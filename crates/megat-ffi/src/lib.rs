// ─────────────────────────────────────────────────────────────────────
// Megat Simulation — PyO3 FFI Bindings
// (C) 1998-2026 Miroslav Sotek. All rights reserved.
// License: GNU AGPL v3 | Commercial licensing available
// ─────────────────────────────────────────────────────────────────────
// Note: #[deny(unsafe_code)] not applied; PyO3 proc macros generate
// unsafe blocks internally. All hand-written code in this crate is safe.
//! Python-callable wrapper around the Megat simulation kernel.
//!
//! Exposes `Kernel` and `RunSummary` so steering scripts can assemble a
//! simulation the same way the `megat-sim` binary does.
//!
//! # FFI Safety
//!
//! - The kernel is `unsendable`: it stays on the thread that built it.
//! - Lifecycle misuse raises `RuntimeError`; bad configuration raises
//!   `ValueError`. No Rust panic crosses the boundary.
//! - Action properties cross as JSON strings and are validated before
//!   the action is adopted.
//!
//! Install: `pip install -e crates/megat-ffi` (requires maturin).
//!
//! Usage from Python:
//! ```python
//! from megat_kernel import Kernel
//!
//! k = Kernel()
//! k.load_geometry("compact/Megat.xml")
//! k.seed(987654321)
//! k.add_action("Geant4ParticleGenerator/Gun",
//!              '{"mask": 2, "particle": "mu+", "energy": 1000.0, "multiplicity": 3}')
//! k.add_action("Geant4PrimaryHandler/PrimaryHandler")
//! k.setup_physics("QGSP_BERT")
//! k.configure(); k.initialize()
//! summary = k.run(events=10)
//! k.terminate()
//! ```

use std::path::Path;

use pyo3::exceptions::{PyRuntimeError, PyValueError};
use pyo3::prelude::*;
use pyo3::types::PyDict;

use megat_core::particle_handler::ParticleHandler;
use megat_core::{
    ActionConfig, ActionType, AnyAction, CompactFileLoader, Kernel, OutputLevel, Phase, RunMode,
    RunSummary, SequenceInfo,
};
use megat_types::SimError;

fn to_py(e: SimError) -> PyErr {
    match e {
        SimError::State { .. } | SimError::Ownership(_) => PyRuntimeError::new_err(e.to_string()),
        other => PyValueError::new_err(other.to_string()),
    }
}

// ─── PyRunSummary ───────────────────────────────────────────────────

/// Python-visible totals of a `Kernel.run` call.
#[pyclass(name = "RunSummary")]
#[derive(Clone)]
struct PyRunSummary {
    inner: RunSummary,
}

#[pymethods]
impl PyRunSummary {
    #[getter]
    fn run(&self) -> u32 {
        self.inner.run
    }

    #[getter]
    fn events_processed(&self) -> u64 {
        self.inner.events_processed
    }

    #[getter]
    fn failed_events(&self) -> u64 {
        self.inner.failed_events
    }

    #[getter]
    fn empty_primary_events(&self) -> u64 {
        self.inner.empty_primary_events
    }

    #[getter]
    fn stopped_early(&self) -> bool {
        self.inner.stopped_early
    }

    fn to_dict<'py>(&self, py: Python<'py>) -> PyResult<Bound<'py, PyDict>> {
        let dict = PyDict::new(py);
        dict.set_item("run", self.inner.run)?;
        dict.set_item("events_processed", self.inner.events_processed)?;
        dict.set_item("failed_events", self.inner.failed_events)?;
        dict.set_item("empty_primary_events", self.inner.empty_primary_events)?;
        dict.set_item("stopped_early", self.inner.stopped_early)?;
        Ok(dict)
    }

    fn __repr__(&self) -> String {
        format!(
            "RunSummary(events={}, failed={}, empty={}, stopped_early={})",
            self.inner.events_processed,
            self.inner.failed_events,
            self.inner.empty_primary_events,
            self.inner.stopped_early
        )
    }
}

// ─── Kernel ─────────────────────────────────────────────────────────

/// Python-visible simulation kernel.
#[pyclass(name = "Kernel", unsendable)]
struct PyKernel {
    inner: Kernel,
}

fn parse_phase(phase: &str) -> PyResult<Phase> {
    match phase.to_ascii_lowercase().as_str() {
        "run" => Ok(Phase::Run),
        "event" => Ok(Phase::Event),
        "generator" | "generation" => Ok(Phase::Generator),
        other => Err(PyValueError::new_err(format!("unknown phase '{other}'"))),
    }
}

#[pymethods]
impl PyKernel {
    #[new]
    fn new() -> Self {
        Self {
            inner: Kernel::new(),
        }
    }

    #[getter]
    fn state(&self) -> String {
        self.inner.state().to_string()
    }

    /// Load a compact detector description.
    fn load_geometry(&mut self, path: &str) -> PyResult<()> {
        self.inner
            .load_geometry(&CompactFileLoader, Path::new(path))
            .map_err(to_py)
    }

    fn seed(&mut self, seed: u64) -> PyResult<()> {
        self.inner.seed(seed).map_err(to_py)
    }

    fn seed_from_time(&mut self) -> PyResult<u64> {
        self.inner.seed_from_time().map_err(to_py)
    }

    /// Create `Type/instance`, configure it from JSON, and adopt it.
    /// Returns the instance name.
    #[pyo3(signature = (
        spec,
        properties = None,
        output_level = None,
        enable_ui = false,
        global = false
    ))]
    fn add_action(
        &mut self,
        spec: &str,
        properties: Option<&str>,
        output_level: Option<u8>,
        enable_ui: bool,
        global: bool,
    ) -> PyResult<String> {
        let mut action = self.inner.create(spec, properties).map_err(to_py)?;
        if let Some(level) = output_level {
            action.info_mut().output_level = OutputLevel::from_level(level).map_err(to_py)?;
        }
        if enable_ui {
            action.info_mut().enable_ui();
        }
        let info = action.info().clone();
        self.inner.adopt(action).map_err(to_py)?;
        if global {
            self.inner.register_global_action(&info).map_err(to_py)?;
        }
        log::debug!("adopted {}", info.qualified_name());
        Ok(info.name().to_string())
    }

    /// Adopt a particle handler, optionally with a user handler.
    #[pyo3(signature = (properties = None, user = None, user_properties = None))]
    fn add_particle_handler(
        &mut self,
        properties: Option<&str>,
        user: Option<&str>,
        user_properties: Option<&str>,
    ) -> PyResult<()> {
        let ActionConfig::ParticleHandler(config) =
            ActionConfig::from_json(ActionType::ParticleHandler, properties).map_err(to_py)?
        else {
            return Err(PyValueError::new_err("invalid particle handler properties"));
        };
        let info = self
            .inner
            .factory()
            .info(ActionType::ParticleHandler, "ParticleHandler");
        let mut handler = ParticleHandler::new(info, config).map_err(to_py)?;
        if let Some(spec) = user {
            match self.inner.create(spec, user_properties).map_err(to_py)? {
                AnyAction::ParticleUser(u) => handler.adopt_user(u).map_err(to_py)?,
                other => {
                    return Err(PyValueError::new_err(format!(
                        "{} is not a user particle handler",
                        other.info().qualified_name()
                    )))
                }
            }
        }
        self.inner
            .adopt_generator(Box::new(handler))
            .map_err(to_py)
    }

    fn setup_physics(&mut self, base_model: &str) -> PyResult<()> {
        self.inner.setup_physics(base_model).map_err(to_py)
    }

    fn add_physics_constructor(&mut self, name: &str) -> PyResult<()> {
        self.inner.add_physics_constructor(name).map_err(to_py)
    }

    fn set_range_cut(&mut self, value: f64) -> PyResult<()> {
        self.inner.set_range_cut(value).map_err(to_py)
    }

    fn setup_calorimeter(&mut self, name: &str) -> PyResult<()> {
        self.inner.setup_calorimeter(name).map_err(to_py)
    }

    fn setup_tracker(&mut self, name: &str) -> PyResult<()> {
        self.inner.setup_tracker(name).map_err(to_py)
    }

    /// Attach a filter to the sensitive detector `detector`.
    #[pyo3(signature = (detector, spec, properties = None))]
    fn add_filter(&mut self, detector: &str, spec: &str, properties: Option<&str>) -> PyResult<()> {
        match self.inner.create(spec, properties).map_err(to_py)? {
            AnyAction::Filter(f) => self.inner.attach_filter(detector, f).map_err(to_py),
            other => Err(PyValueError::new_err(format!(
                "{} is not a filter",
                other.info().qualified_name()
            ))),
        }
    }

    fn configure(&mut self) -> PyResult<()> {
        self.inner.configure().map_err(to_py)
    }

    fn initialize(&mut self) -> PyResult<()> {
        self.inner.initialize().map_err(to_py)
    }

    /// Run `events` events, or the given command list.
    #[pyo3(signature = (events = None, commands = None))]
    fn run(
        &mut self,
        events: Option<u64>,
        commands: Option<Vec<String>>,
    ) -> PyResult<PyRunSummary> {
        let mode = match (events, commands) {
            (Some(n), None) => RunMode::Batch(n),
            (None, Some(commands)) => RunMode::Commands(commands),
            (None, None) => RunMode::Batch(1),
            (Some(_), Some(_)) => {
                return Err(PyValueError::new_err("pass either events or commands, not both"))
            }
        };
        let inner = self.inner.run(mode).map_err(to_py)?;
        Ok(PyRunSummary { inner })
    }

    /// Stop the event loop after the current event.
    fn stop(&self) {
        self.inner.stop_handle().request_stop();
    }

    fn terminate(&mut self) -> PyResult<()> {
        self.inner.terminate().map_err(to_py)
    }

    /// Action names of `phase` ("run", "event", or "generator") in order.
    fn sequence(&self, phase: &str) -> PyResult<Vec<String>> {
        let phase = parse_phase(phase)?;
        Ok(self
            .inner
            .sequence(phase)
            .names()
            .into_iter()
            .map(str::to_string)
            .collect())
    }

    fn random_status(&self) -> String {
        self.inner.random_status().to_string()
    }

    fn __repr__(&self) -> String {
        format!(
            "Kernel(state={}, runs={})",
            self.inner.state(),
            self.inner.runs_completed()
        )
    }
}

#[pymodule]
fn megat_kernel(m: &Bound<'_, PyModule>) -> PyResult<()> {
    m.add_class::<PyKernel>()?;
    m.add_class::<PyRunSummary>()?;
    Ok(())
}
◇ ◇ ◇
Task goal: Among the lines above, show every one that contains the string "format".

Output for this task:
        format!(
        other => Err(PyValueError::new_err(format!("unknown phase '{other}'"))),
                    return Err(PyValueError::new_err(format!(
            other => Err(PyValueError::new_err(format!(
        format!(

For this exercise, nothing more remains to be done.